• **What you are asked to do**
Lines of the data that contain the word "crate" are the ones to copy.

• **Provided data**
--

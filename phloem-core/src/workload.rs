//! Request payload generation
//!
//! Domains and IPs are each drawn uniformly at random, independently and with
//! replacement, from the pools supplied by the list provider. Ids are
//! assigned sequentially starting at 1.

use crate::request::Request;
use crate::seed::{component_rng, components};
use crate::{Error, Result};
use rand::rngs::SmallRng;
use rand::Rng;
use std::sync::Arc;

/// Payload material for synthetic requests
#[derive(Debug, Clone)]
pub struct PayloadPool {
    domains: Arc<[String]>,
    ips: Arc<[String]>,
}

impl PayloadPool {
    /// Create a pool; both sequences must be non-empty
    pub fn new(domains: Vec<String>, ips: Vec<String>) -> Result<Self> {
        if domains.is_empty() {
            return Err(Error::Config("domain list is empty".to_string()));
        }
        if ips.is_empty() {
            return Err(Error::Config("IP list is empty".to_string()));
        }
        Ok(Self { domains: domains.into(), ips: ips.into() })
    }

    pub fn domains(&self) -> &[String] {
        &self.domains
    }

    pub fn ips(&self) -> &[String] {
        &self.ips
    }
}

/// Generates requests with sequential ids and randomly drawn payloads
pub struct RequestGenerator {
    pool: PayloadPool,
    domain_rng: SmallRng,
    ip_rng: SmallRng,
    next_id: u32,
}

impl RequestGenerator {
    /// Create a generator; `seed` makes the payload sequence reproducible
    pub fn new(pool: PayloadPool, seed: Option<u64>) -> Self {
        Self {
            pool,
            domain_rng: component_rng(seed, components::DOMAIN_SELECTION),
            ip_rng: component_rng(seed, components::IP_SELECTION),
            next_id: 1,
        }
    }

    /// Id the next generated request will carry
    pub fn peek_id(&self) -> u32 {
        self.next_id
    }

    /// Generate the next request
    ///
    /// Fails once the 32-bit id space is exhausted.
    pub fn next_request(&mut self) -> Result<Request> {
        let id = self.next_id;
        if id == 0 {
            return Err(Error::Other("request id space exhausted".to_string()));
        }
        self.next_id = id.wrapping_add(1);

        let domain = &self.pool.domains[self.domain_rng.random_range(0..self.pool.domains.len())];
        let ip = &self.pool.ips[self.ip_rng.random_range(0..self.pool.ips.len())];
        Ok(Request::new(id, domain.clone(), ip.clone()))
    }
}
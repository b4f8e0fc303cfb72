//! Seed derivation for reproducible payload selection
//!
//! A single master seed (from the profile's `experiment.seed`) fans out into
//! independent per-component seeds via SHA-256, so the domain and IP draws
//! never share a random stream.
//!
//! # Example
//!
//! ```
//! use phloem_core::seed::{components, derive_seed};
//!
//! let domain_seed = derive_seed(42, components::DOMAIN_SELECTION);
//! let ip_seed = derive_seed(42, components::IP_SELECTION);
//!
//! assert_eq!(domain_seed, derive_seed(42, components::DOMAIN_SELECTION));
//! assert_ne!(domain_seed, ip_seed);
//! ```

use rand::rngs::SmallRng;
use rand::SeedableRng;
use sha2::{Digest, Sha256};

/// Derive a component-specific seed from a master seed
///
/// Hashes the big-endian master seed followed by the component name and
/// takes the first 8 bytes of the digest.
pub fn derive_seed(master_seed: u64, component: &str) -> u64 {
    let mut hasher = Sha256::new();
    hasher.update(master_seed.to_be_bytes());
    hasher.update(component.as_bytes());
    let digest = hasher.finalize();

    let mut bytes = [0u8; 8];
    bytes.copy_from_slice(&digest[..8]);
    u64::from_be_bytes(bytes)
}

/// Build an RNG for `component`, seeded from the master seed when one is set
/// and from OS entropy otherwise
pub fn component_rng(master_seed: Option<u64>, component: &str) -> SmallRng {
    match master_seed {
        Some(master) => SmallRng::seed_from_u64(derive_seed(master, component)),
        None => SmallRng::from_os_rng(),
    }
}

/// Standard component names for seed derivation
pub mod components {
    pub const DOMAIN_SELECTION: &str = "domain_selection";
    pub const IP_SELECTION: &str = "ip_selection";
    pub const RESPONDER_SCORES: &str = "responder_scores";
    pub const RESPONDER_DROPS: &str = "responder_drops";
}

--

• **Result for this exercise**
use crate::request::Request;
use crate::seed::{component_rng, components};
use crate::{Error, Result};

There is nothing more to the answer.